**REQUIRED WORK**. Which lines of the records below contain the word "ModalContext"? Report each of them in full.

(Dataset entries)
*** Begin section ***

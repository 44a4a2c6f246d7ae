//! Interaction endpoint and health check

use axum::{
    body::Bytes,
    extract::{rejection::BytesRejection, State},
    http::HeaderMap,
    response::{IntoResponse, Response},
    Json,
};
use itx_common::{SIGNATURE_HEADER, TIMESTAMP_HEADER};
use itx_core::{Interaction, InteractionResponse, InteractionType};
use itx_dispatch::{HttpResponder, Routing};
use serde::Serialize;
use std::sync::Arc;

use super::response::{ApiError, ApiResult, NoContent, RawJson};
use super::state::HttpState;

const SIGNATURE_HEX_LEN: usize = 128;

#[derive(Debug, Serialize)]
pub struct HealthResponse {
    pub status: &'static str,
}

/// Liveness check
///
/// GET /health
pub async fn health_check() -> Json<HealthResponse> {
    Json(HealthResponse { status: "ok" })
}

/// Signed interaction delivery
///
/// POST {path}
///
/// Answers with the handler's initial response when it arrives before the
/// deadline, otherwise with 204 and the responder switches to the REST callback.
pub async fn interaction_endpoint(
    State(state): State<HttpState>,
    headers: HeaderMap,
    body: Result<Bytes, BytesRejection>,
) -> ApiResult<Response> {
    let signature = header_value(&headers, SIGNATURE_HEADER);
    let timestamp = header_value(&headers, TIMESTAMP_HEADER);
    if !is_signature_shaped(signature, timestamp) {
        return Err(ApiError::InvalidSignature);
    }

    let body = body?;
    if !state.verifier().verify(signature, timestamp, &body) {
        return Err(ApiError::InvalidSignature);
    }

    let interaction: Interaction = serde_json::from_slice(&body)?;
    if interaction.kind == InteractionType::Ping {
        tracing::debug!("Answering ping");
        return Ok(Json(InteractionResponse::pong()).into_response());
    }

    let interaction_id = interaction.id;
    let dispatcher = state.dispatcher();
    let (responder, mut replies) = HttpResponder::new(&interaction, Arc::clone(dispatcher.rest()));

    if dispatcher.dispatch(interaction, Arc::new(responder)).await == Routing::Unhandled {
        return Ok(NoContent.into_response());
    }

    match tokio::time::timeout(state.response_deadline(), replies.recv()).await {
        Ok(Some(reply)) => Ok(RawJson(reply).into_response()),
        // Every responder handle is gone without a reply
        Ok(None) => Ok(NoContent.into_response()),
        Err(_) => {
            replies.close();
            match replies.try_recv() {
                Ok(reply) => Ok(RawJson(reply).into_response()),
                Err(_) => {
                    tracing::debug!(
                        interaction_id = %interaction_id,
                        "No initial response before the deadline, answering 204"
                    );
                    Ok(NoContent.into_response())
                }
            }
        }
    }
}

/// Both headers present, with a hex-encoded 64-byte signature
fn is_signature_shaped(signature: &str, timestamp: &str) -> bool {
    !timestamp.is_empty()
        && signature.len() == SIGNATURE_HEX_LEN
        && signature.bytes().all(|b| b.is_ascii_hexdigit())
}

fn header_value<'a>(headers: &'a HeaderMap, name: &str) -> &'a str {
    headers
        .get(name)
        .and_then(|value| value.to_str().ok())
        .unwrap_or_default()
}
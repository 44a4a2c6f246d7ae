//! Transport-independent interaction routing
//!
//! Commands, components and modals run in their own tasks; autocomplete runs
//! inline so its choices can be returned as the immediate reply. A panicking
//! handler is logged and never takes the dispatcher down.

use itx_common::ClientResult;
use itx_core::{
    Command, CommandData, ComponentData, Interaction, InteractionResponse, InteractionType,
    ModalData, Snowflake,
};
use itx_rest::RestHandler;
use std::future::Future;
use std::panic::AssertUnwindSafe;
use std::sync::Arc;
use tokio::sync::mpsc;
use tokio::sync::mpsc::error::TrySendError;

use crate::context::{CommandContext, ComponentContext, ModalContext};
use crate::registry::{ComponentHandler, HandlerRegistry, ModalHandler, Route};
use crate::responder::Responder;

/// Runs before every command; returning `false` skips the handler
pub type PreCommandHook = Arc<dyn Fn(&Command, &CommandContext) -> bool + Send + Sync>;
/// Runs after every command handler that completed
pub type PostCommandHook = Arc<dyn Fn(&Command, &CommandContext) + Send + Sync>;

/// Outcome of routing one interaction
#[derive(Debug, Clone, Copy, PartialEq, Eq)]
pub enum Routing {
    /// A handler, waiter or canned reply took the interaction
    Handled,
    /// Nothing will respond to the interaction
    Unhandled,
}

#[derive(Clone)]
pub struct Dispatcher {
    registry: Arc<HandlerRegistry>,
    rest: Arc<dyn RestHandler>,
    pre_command: Option<PreCommandHook>,
    post_command: Option<PostCommandHook>,
    component_fallback: Option<ComponentHandler>,
    modal_fallback: Option<ModalHandler>,
}

impl Dispatcher {
    pub fn new(registry: Arc<HandlerRegistry>, rest: Arc<dyn RestHandler>) -> Self {
        Self {
            registry,
            rest,
            pre_command: None,
            post_command: None,
            component_fallback: None,
            modal_fallback: None,
        }
    }

    pub fn with_pre_command_hook(mut self, hook: PreCommandHook) -> Self {
        self.pre_command = Some(hook);
        self
    }

    pub fn with_post_command_hook(mut self, hook: PostCommandHook) -> Self {
        self.post_command = Some(hook);
        self
    }

    /// Handler for component interactions no static handler or waiter claimed
    pub fn with_component_handler(mut self, handler: ComponentHandler) -> Self {
        self.component_fallback = Some(handler);
        self
    }

    /// Handler for modal submissions no static handler or waiter claimed
    pub fn with_modal_handler(mut self, handler: ModalHandler) -> Self {
        self.modal_fallback = Some(handler);
        self
    }

    pub fn registry(&self) -> &Arc<HandlerRegistry> {
        &self.registry
    }

    pub fn rest(&self) -> &Arc<dyn RestHandler> {
        &self.rest
    }

    /// Route one interaction
    ///
    /// Returns once the interaction has been handed off; command, component
    /// and modal handlers keep running in the background.
    pub async fn dispatch(&self, mut interaction: Interaction, responder: Arc<dyn Responder>) -> Routing {
        interaction.normalize();
        tracing::trace!(
            interaction_id = %interaction.id,
            kind = interaction.kind.name(),
            "Dispatching interaction"
        );

        match interaction.kind {
            InteractionType::Ping => {
                log_send_error(interaction.id, responder.send(InteractionResponse::pong()).await);
                Routing::Handled
            }
            InteractionType::ApplicationCommand => self.dispatch_command(interaction, responder).await,
            InteractionType::ApplicationCommandAutocomplete => {
                self.dispatch_autocomplete(interaction, responder).await
            }
            InteractionType::MessageComponent => self.dispatch_component(interaction, responder).await,
            InteractionType::ModalSubmit => self.dispatch_modal(interaction, responder).await,
        }
    }

    async fn dispatch_command(&self, mut interaction: Interaction, responder: Arc<dyn Responder>) -> Routing {
        let Some(mut data) = decode::<CommandData>(&interaction) else {
            return Routing::Unhandled;
        };

        let Some(entry) = self.registry.resolve_command(&mut data) else {
            tracing::debug!(interaction_id = %interaction.id, command = %data.name, "Unknown command");
            log_send_error(
                interaction.id,
                responder.send(InteractionResponse::unknown_command()).await,
            );
            return Routing::Handled;
        };

        // Handlers see the subcommand view in the raw payload too
        match serde_json::to_value(&data) {
            Ok(value) => interaction.data = value,
            Err(err) => tracing::warn!(error = %err, "Failed to re-encode command data"),
        }

        let interaction_id = interaction.id;
        let ctx = CommandContext::new(Arc::new(interaction), data, responder, Arc::clone(&self.rest));
        let pre = self.pre_command.clone();
        let post = self.post_command.clone();

        spawn_supervised("command", interaction_id, async move {
            if let Some(pre) = pre {
                if !pre(&entry.command, &ctx) {
                    tracing::debug!(command = %ctx.name(), "Command rejected by pre-command hook");
                    return;
                }
            }

            (entry.handler)(ctx.clone()).await;

            if let Some(post) = post {
                post(&entry.command, &ctx);
            }
        });

        Routing::Handled
    }

    async fn dispatch_autocomplete(&self, interaction: Interaction, responder: Arc<dyn Responder>) -> Routing {
        let Some(mut data) = decode::<CommandData>(&interaction) else {
            return Routing::Unhandled;
        };

        let Some(autocomplete) = self
            .registry
            .resolve_command(&mut data)
            .and_then(|entry| entry.autocomplete)
        else {
            tracing::trace!(command = %data.name, "No autocomplete handler");
            return Routing::Unhandled;
        };

        let interaction_id = interaction.id;
        let ctx = CommandContext::new(
            Arc::new(interaction),
            data,
            Arc::clone(&responder),
            Arc::clone(&self.rest),
        );

        let choices = match std::panic::catch_unwind(AssertUnwindSafe(|| autocomplete(&ctx))) {
            Ok(choices) => choices,
            Err(_) => {
                tracing::error!(interaction_id = %interaction_id, "Autocomplete handler panicked");
                return Routing::Unhandled;
            }
        };

        log_send_error(
            interaction_id,
            responder.send(InteractionResponse::autocomplete(choices)).await,
        );
        Routing::Handled
    }

    async fn dispatch_component(&self, interaction: Interaction, responder: Arc<dyn Responder>) -> Routing {
        let Some(data) = decode::<ComponentData>(&interaction) else {
            return Routing::Unhandled;
        };

        let interaction_id = interaction.id;
        let route = self.registry.component_route(&data.custom_id);
        let ctx = ComponentContext::new(Arc::new(interaction), data, responder, Arc::clone(&self.rest));

        match route {
            Route::Static(handler) => {
                spawn_supervised("component", interaction_id, async move { handler(ctx).await });
                Routing::Handled
            }
            Route::Waiting(sender) => {
                log_send_error(interaction_id, ctx.acknowledge().await);
                let custom_id = ctx.custom_id().to_string();
                deliver(&sender, ctx, &custom_id);
                Routing::Handled
            }
            Route::Missing => match self.component_fallback.clone() {
                Some(handler) => {
                    spawn_supervised("component", interaction_id, async move { handler(ctx).await });
                    Routing::Handled
                }
                None => {
                    tracing::trace!(custom_id = %ctx.custom_id(), "No handler for component, dropping");
                    Routing::Unhandled
                }
            },
        }
    }

    async fn dispatch_modal(&self, interaction: Interaction, responder: Arc<dyn Responder>) -> Routing {
        let Some(data) = decode::<ModalData>(&interaction) else {
            return Routing::Unhandled;
        };

        let interaction_id = interaction.id;
        let route = self.registry.modal_route(&data.custom_id);
        let ctx = ModalContext::new(Arc::new(interaction), data, responder, Arc::clone(&self.rest));

        match route {
            Route::Static(handler) => {
                spawn_supervised("modal", interaction_id, async move { handler(ctx).await });
                Routing::Handled
            }
            Route::Waiting(sender) => {
                log_send_error(interaction_id, ctx.acknowledge().await);
                let custom_id = ctx.custom_id().to_string();
                deliver(&sender, ctx, &custom_id);
                Routing::Handled
            }
            Route::Missing => match self.modal_fallback.clone() {
                Some(handler) => {
                    spawn_supervised("modal", interaction_id, async move { handler(ctx).await });
                    Routing::Handled
                }
                None => {
                    tracing::trace!(custom_id = %ctx.custom_id(), "No handler for modal, dropping");
                    Routing::Unhandled
                }
            },
        }
    }
}

impl std::fmt::Debug for Dispatcher {
    fn fmt(&self, f: &mut std::fmt::Formatter<'_>) -> std::fmt::Result {
        f.debug_struct("Dispatcher")
            .field("registry", &self.registry)
            .field("pre_command", &self.pre_command.is_some())
            .field("post_command", &self.post_command.is_some())
            .finish_non_exhaustive()
    }
}

fn decode<T: serde::de::DeserializeOwned>(interaction: &Interaction) -> Option<T> {
    match interaction.decode_data() {
        Ok(data) => Some(data),
        Err(err) => {
            tracing::warn!(
                interaction_id = %interaction.id,
                kind = interaction.kind.name(),
                error = %err,
                "Failed to decode interaction data"
            );
            None
        }
    }
}

/// Non-blocking hand-off to a waiter; dropped when the waiter is busy or gone
fn deliver<T>(sender: &mpsc::Sender<T>, ctx: T, custom_id: &str) {
    match sender.try_send(ctx) {
        Ok(()) => tracing::trace!(custom_id = %custom_id, "Delivered to waiter"),
        Err(TrySendError::Full(_)) => {
            tracing::debug!(custom_id = %custom_id, "Waiter is not receiving, dropping interaction");
        }
        Err(TrySendError::Closed(_)) => {
            tracing::debug!(custom_id = %custom_id, "Waiter is gone, dropping interaction");
        }
    }
}

fn log_send_error(interaction_id: Snowflake, result: ClientResult<()>) {
    if let Err(err) = result {
        tracing::warn!(interaction_id = %interaction_id, error = %err, "Failed to send interaction response");
    }
}

/// Spawn a handler and log if it panics
fn spawn_supervised<F>(kind: &'static str, interaction_id: Snowflake, task: F)
where
    F: Future<Output = ()> + Send + 'static,
{
    let handle = tokio::spawn(task);
    tokio::spawn(async move {
        if let Err(err) = handle.await {
            if err.is_panic() {
                tracing::error!(interaction_id = %interaction_id, kind, "Handler panicked");
            }
        }
    });
}
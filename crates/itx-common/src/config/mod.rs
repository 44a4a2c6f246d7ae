//! Configuration structs

mod client_config;

pub use client_config::{
    AppSettings, BotConfig, ClientConfig, ConfigError, Environment, GatewayConfig, HttpConfig,
    RestConfig,
};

*** End section ***

**ANSWER TO THE PROBLEM**.
use crate::context::{CommandContext, ComponentContext, ModalContext};
        let ctx = ModalContext::new(Arc::new(interaction), data, responder, Arc::clone(&self.rest));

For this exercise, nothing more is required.